Andi Almqvist (born 2 July 1968) is a Swedish singer, musician and composer known for his dark, cinematic sound and haunting lyrics about life, death, alienation and dysfunctional love.

Almqvist has released five solo albums, Can't Stop Laughing (2005), Red Room Stories (2007), Glimmer (2009), Warsaw Holiday (2013) and Tiltad (2018).

Touring
Andi Almqvist has toured extensively over the years, headlining or supporting artists like Woven Hand, Mark Lanegan, Holly Golightly, Kaizer's Orchestra, B.B. King, The Blind Boys of Alabama and Bettye LaVette among others.

Almqvist has played many of Europe's big festivals, such as Eurosonic Festival (Holland), Les Ardentes (Belgium), Spot Festival (Denmark), Dias Nordicos (Spain), Peace & Love (Sweden), and Hultsfred Festival (Sweden).
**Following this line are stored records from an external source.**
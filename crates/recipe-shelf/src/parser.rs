//! Parse shelf files (YAML, TOML and JSON).

use std::path::Path;

use crate::error::{RecipeError, Result};
use crate::types::ShelfDefinition;

/// Parse a shelf from a YAML string.
pub fn parse_yaml(content: &str) -> Result<ShelfDefinition> {
    if content.trim().is_empty() {
        return Ok(ShelfDefinition::default());
    }
    serde_yaml::from_str(content).map_err(|e| RecipeError::Parse(e.to_string()))
}

/// Parse a shelf from a TOML string.
pub fn parse_toml(content: &str) -> Result<ShelfDefinition> {
    toml::from_str(content).map_err(|e| RecipeError::Parse(e.to_string()))
}

/// Parse a shelf from a JSON string.
pub fn parse_json(content: &str) -> Result<ShelfDefinition> {
    serde_json::from_str(content).map_err(|e| RecipeError::Parse(e.to_string()))
}

/// Load a shelf file, picking the format by extension (YAML by default).
pub fn load_shelf_file(path: &Path) -> Result<ShelfDefinition> {
    let content = std::fs::read_to_string(path)?;
    match path.extension().and_then(|e| e.to_str()) {
        Some("toml") => parse_toml(&content),
        Some("json") => parse_json(&content),
        _ => parse_yaml(&content),
    }
    .map_err(|e| match e {
        RecipeError::Parse(msg) => RecipeError::Parse(format!("{}: {msg}", path.display())),
        other => other,
    })
}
He has also performed in venues around the world, such as Joe's Pub in New York City, Club Passim in Boston, 3rd and Lindsley in Nashville, Borderline in London, King Tut's in
Glasgow, Andrews Lane Theatre in Dublin, Le Mura in Rome, Kulturbrauerei in Berlin,
B72 in Vienna, Galileo Galilei in Madrid, Vega in Copenhagen,
Grand Theatre in Groningen, Debaser Medis in Stockholm and many
others.

Miscellaneous
During July and August 2010, Almqvist's song Low-Dive Jenny was the most downloaded on well-known American music magazine Paste Magazine's website.

In May 2011 the documentary "The Misadventures of Andi Almqvist" aired on Swedish national television. The film was released on DVD in November 2011.

In February 2012, Almqvist's song Big Bad Black Dog Blues was featured in American TV-series Justified, episode 5, season 3.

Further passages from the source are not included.